__DATA IN THIS EXERCISE__.
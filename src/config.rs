use anyhow::{Context, Result};
use serde::Deserialize;
use std::path::{Path, PathBuf};

#[derive(Debug, Deserialize, Clone)]
pub struct Config {
    pub db: DbConfig,
    #[serde(default)]
    pub storage: StorageConfig,
    #[serde(default)]
    pub genai: GenAiConfig,
    #[serde(default)]
    pub stt: SttConfig,
}

#[derive(Debug, Deserialize, Clone)]
pub struct DbConfig {
    pub path: PathBuf,
}

/// Storage backend settings. The local section always applies as the
/// fallback; the S3 section is only consulted when AWS credentials are
/// present in the environment at construction time.
#[derive(Debug, Deserialize, Clone)]
pub struct StorageConfig {
    #[serde(default = "default_storage_root")]
    pub root: PathBuf,
    #[serde(default = "default_base_url")]
    pub base_url: String,
    #[serde(default)]
    pub s3: S3StorageConfig,
}

impl Default for StorageConfig {
    fn default() -> Self {
        Self {
            root: default_storage_root(),
            base_url: default_base_url(),
            s3: S3StorageConfig::default(),
        }
    }
}

fn default_storage_root() -> PathBuf {
    PathBuf::from("./data/recordings")
}
fn default_base_url() -> String {
    "/recordings".to_string()
}

#[derive(Debug, Deserialize, Clone)]
pub struct S3StorageConfig {
    #[serde(default)]
    pub bucket: String,
    #[serde(default = "default_region")]
    pub region: String,
    #[serde(default = "default_prefix")]
    pub prefix: String,
    /// Custom endpoint for S3-compatible services (MinIO, LocalStack).
    #[serde(default)]
    pub endpoint_url: Option<String>,
    /// Presigned GET URL validity window, in seconds.
    #[serde(default = "default_url_expiry")]
    pub url_expiry_secs: u64,
    #[serde(default = "default_storage_timeout")]
    pub timeout_secs: u64,
}

impl Default for S3StorageConfig {
    fn default() -> Self {
        Self {
            bucket: String::new(),
            region: default_region(),
            prefix: default_prefix(),
            endpoint_url: None,
            url_expiry_secs: default_url_expiry(),
            timeout_secs: default_storage_timeout(),
        }
    }
}

fn default_region() -> String {
    "eu-central-1".to_string()
}
fn default_prefix() -> String {
    "recordings".to_string()
}
fn default_url_expiry() -> u64 {
    3600
}
fn default_storage_timeout() -> u64 {
    30
}

/// Generative text backend settings. The API key itself comes from the
/// `GEMINI_API_KEY` environment variable, never from the config file.
#[derive(Debug, Deserialize, Clone)]
pub struct GenAiConfig {
    /// Models a caller may request. Anything outside this list is silently
    /// replaced by the first entry.
    #[serde(default = "default_allowed_models")]
    pub allowed_models: Vec<String>,
    #[serde(default = "default_genai_timeout")]
    pub timeout_secs: u64,
}

impl Default for GenAiConfig {
    fn default() -> Self {
        Self {
            allowed_models: default_allowed_models(),
            timeout_secs: default_genai_timeout(),
        }
    }
}

fn default_allowed_models() -> Vec<String> {
    vec![
        "models/gemini-2.5-flash".to_string(),
        "models/gemini-2.5-pro".to_string(),
    ]
}
fn default_genai_timeout() -> u64 {
    60
}

/// Speech-to-text backend settings. The API key comes from the
/// `ELEVENLABS_API_KEY` environment variable.
#[derive(Debug, Deserialize, Clone)]
pub struct SttConfig {
    #[serde(default = "default_stt_model")]
    pub model_id: String,
    #[serde(default)]
    pub tag_audio_events: bool,
    #[serde(default)]
    pub diarize: bool,
    #[serde(default = "default_stt_timeout")]
    pub timeout_secs: u64,
}

impl Default for SttConfig {
    fn default() -> Self {
        Self {
            model_id: default_stt_model(),
            tag_audio_events: false,
            diarize: false,
            timeout_secs: default_stt_timeout(),
        }
    }
}

fn default_stt_model() -> String {
    "scribe_v1".to_string()
}
fn default_stt_timeout() -> u64 {
    60
}

pub fn load_config(path: &Path) -> Result<Config> {
    let content = std::fs::read_to_string(path)
        .with_context(|| format!("Failed to read config file: {}", path.display()))?;
    let config: Config = toml::from_str(&content)
        .with_context(|| format!("Failed to parse config file: {}", path.display()))?;
    Ok(config)
}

__WHAT IS REQUIRED__.
Extract exactly and only the lines above from the line containing "pub struct StorageConfig" through the line containing "fn default_base_url() ->", both end lines included.

__TASK OUTPUT__.
pub struct StorageConfig {
    #[serde(default = "default_storage_root")]
    pub root: PathBuf,
    #[serde(default = "default_base_url")]
    pub base_url: String,
    #[serde(default)]
    pub s3: S3StorageConfig,
}

impl Default for StorageConfig {
    fn default() -> Self {
        Self {
            root: default_storage_root(),
            base_url: default_base_url(),
            s3: S3StorageConfig::default(),
        }
    }
}

fn default_storage_root() -> PathBuf {
    PathBuf::from("./data/recordings")
}
fn default_base_url() -> String {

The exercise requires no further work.